Ворона быстро взглянула на бродягу и тут же потупилась, торопливо проговорила:

– Да что это я вас гружу, да и нельзя о покойниках плохо отзываться.

– Продолжай, я вижу, ты выговориться хочешь, – по-отечески ласково сказал Кривой. – Я – человек новый, сплетничать мне не с кем. Наш разговор останется между нами, чтоб мне плевков кормить.

Ворона смущенно улыбнулась, опустила голову еще ниже, поправила челку, пожала плечами:

– Да что тут рассказывать? Аленка молчала: ни «нет», ни «да» – вот Беркут и вился вкруг нее. Аленка посмеивалась да с Медведем сосалась, как наедине останутся. Не нужен был ей Беркут, а не отпускала. Тоже мне, зверька нашла. Хоть Варвара ее за волосы потаскала, может, ума прибавилось. Да кто теперь узнает…

– Варвара? Мишина мать? – удивился Кривой. Он вспомнил согбенную, хлюпающую носом женщину и никак не мог представить ее фурией.

Ворона будто почувствовала недоверие бродяги и поспешно добавила:

– Да-да, она самая. Медведь Аленку с Беркутом застукал, в лесу. Не в том, страшном, – на другом краю поселения. Там гулять можно: тихо, спокойно, – мечтательно произнесла Ворона.

«Неужели нашел?» – чуть было не закричал Кривой. Сколько лет прошло в поисках безопасного места, без мутантов, без напряженной тишины, только мирный шум крон и заливистая трель пичуг – как в старые добрые времена. Когда-то Кривой назывался егерем и мог часами наслаждаться прогулкой по лесу. Бродяга уже позабыл то чувство, наполнявшее его на природе, в удаленности от людей. Какая-то легкость наполняла сердце…

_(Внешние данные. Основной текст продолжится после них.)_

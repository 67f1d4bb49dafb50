//! General and logging settings read from the `[general]` and `[log]` tables of
//! `pathsurfer.toml`.

use serde::Deserialize;

use std::path::{Path, PathBuf};

#[derive(Deserialize, Debug, Clone, Default, PartialEq, Eq)]
#[serde(default)]
pub struct General {
    show_hidden: bool,
}

impl General {
    #[inline]
    pub fn show_hidden(&self) -> bool {
        self.show_hidden
    }

    pub(crate) fn set_show_hidden(&mut self, show: bool) {
        self.show_hidden = show;
    }
}

/// Logger settings. `file` falls back to the per-user data directory when unset.
#[derive(Deserialize, Debug, Clone, Default, PartialEq, Eq)]
#[serde(default)]
pub struct Log {
    debug: bool,
    file: Option<PathBuf>,
}

impl Log {
    #[inline]
    pub fn debug(&self) -> bool {
        self.debug
    }

    #[inline]
    pub fn file(&self) -> Option<&Path> {
        self.file.as_deref()
    }

    pub(crate) fn set_debug(&mut self, debug: bool) {
        self.debug = debug;
    }

    pub(crate) fn set_file(&mut self, file: PathBuf) {
        self.file = Some(file);
    }
}
//! Key decoding for pathsurfer.
//!
//! Turns crossterm key events into [Action]s. The bindings are fixed: the keymap is the
//! only place that knows about key codes.

use crate::app::actions::{Action, Mode};

use crossterm::event::{KeyCode, KeyEvent, KeyEventKind, KeyModifiers};

/// Decodes a key event in the context of the current mode.
///
/// Returns `None` for keys without a binding and for key releases.
pub fn decode(key: KeyEvent, mode: Mode) -> Option<Action> {
    if key.kind == KeyEventKind::Release {
        return None;
    }

    // AltGr arrives as CONTROL | ALT on Windows and still composes printable characters.
    let alt_gr = key.modifiers.contains(KeyModifiers::CONTROL | KeyModifiers::ALT);
    if key.modifiers.contains(KeyModifiers::CONTROL) && !(alt_gr && mode == Mode::Search) {
        return match key.code {
            KeyCode::Char('c') => Some(Action::Quit),
            _ => None,
        };
    }

    match mode {
        Mode::Default => decode_default(key.code),
        Mode::Search => decode_search(key.code),
    }
}

fn decode_default(code: KeyCode) -> Option<Action> {
    let action = match code {
        KeyCode::Char('j') | KeyCode::Down => Action::MoveDown,
        KeyCode::Char('k') | KeyCode::Up => Action::MoveUp,
        KeyCode::Char('h') | KeyCode::Left => Action::GoToParent,
        KeyCode::Char('l') | KeyCode::Right => Action::EnterChild,
        KeyCode::Char('.') => Action::ToggleHidden,
        KeyCode::Char('/') => Action::EnterSearch,
        KeyCode::Char('q') => Action::Quit,
        _ => return None,
    };
    Some(action)
}

fn decode_search(code: KeyCode) -> Option<Action> {
    let action = match code {
        KeyCode::Char(c) if !c.is_control() => Action::TypeChar(c),
        KeyCode::Backspace => Action::Backspace,
        KeyCode::Enter => Action::ConfirmSearch,
        KeyCode::Esc => Action::CancelSearch,
        KeyCode::Tab => Action::DescendMatch,
        _ => return None,
    };
    Some(action)
}

/// One-line key help shown in the status line.
pub const HELP_LINE: &str =
    "(j/k: down/up) (l: enter) (h: parent) (.: hidden) (/: search) (q: quit)";

/// Key help shown while searching.
pub const SEARCH_HELP_LINE: &str = "(enter: keep filter) (esc: cancel) (tab: descend)";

Стоп! Алена. Убийца. Все остальное потом.

– В каком смысле – застукал? – спросил Кривой.

– А все-то вам надо знать. Целовались, говорят. Может, еще чего, я за ними не следила, – и при этом нервно потерла около уха – признак лжи. – В общем, разругались они, Медведь с Аленой, а Беркут довольный ходил, о свадьбе грезил. Не знаю, мне кажется, Алену Варвара убила. Только вы никому!

Кривой приподнял брови.

– Да-да, вы бы видели, как она Алену поносила, – с плохо скрываемым злорадством поделилась Ворона. – Варвара души в сыночке не чает, а тут такое… Предательство – не иначе. Позор для семьи. А Мишка-то ее – слабак, сразу на себе крест поставил. Из-за чего? Из-за поцелуя? Да Беркут сам поцеловал Аленку, а та его оттолкнула.

Кривой еле сдержал усмешку. Все-таки Ворона следила. Конечно, она ведь любила Беркута, ревновала к Алене. Только слепой этого не увидел бы. Возможно, она же и привела Михаила на опушку леса, чтобы насолить сопернице, заставить ее сделать окончательный выбор. Когда же все пошло не так…

Кривой пристально посмотрел Вороне в глаза, та и запнулась, испуганно промямлила:

– Чего это вы на меня так уставились?

Могла бы, заключил Кривой. Взгляд жесткий, злой, голос бойкий, смелый. Могла бы…

– Как Миша, сильно его? – справился Кривой у Варвары.

Женщина, казалось, еще больше сгорбилась, будто на нее взвалили весь небосвод.

– Ох, чтоб пусто этому Беркуту было, – горестно вздохнула Варвара. – Видел же, что Мишенька не в себе.

– Не убил же, матушка. Миша перебрал, это верно. Вы ведь сами слышали, как он раскричался.

– А вы где были? Вы же с ним разговаривали.

– Мне думалось, я его успокоил, а он возьми и в драку полезь. Вбил себе в голову, что Алену убил Беркут.

Лицо Варвары не изменилось, по-прежнему выражало безмерную усталость, даже мускул не дрогнул.

– А что, мог, – безучастно произнесла она пустым голосом. – Он – мальчик импульсивный. Племя его к женщинам относится особо. Сначала назойливы, как мухи, и щедры, как шахи, а потом – сущие тираны. Был у меня по молодости один южанин…

– Мам, кто пришел? – крикнул из хижины Михаил.

– Друг, Мишенька. О тебе справиться.

Послышались тяжелые шаги, показался Михаил: сломанный нос распух, глаза по-детски невинные, на губах – виноватая улыбка. Такой муравья не задавит, что уж о человеке говорить. Правда, говорят, в тихом омуте черти водятся…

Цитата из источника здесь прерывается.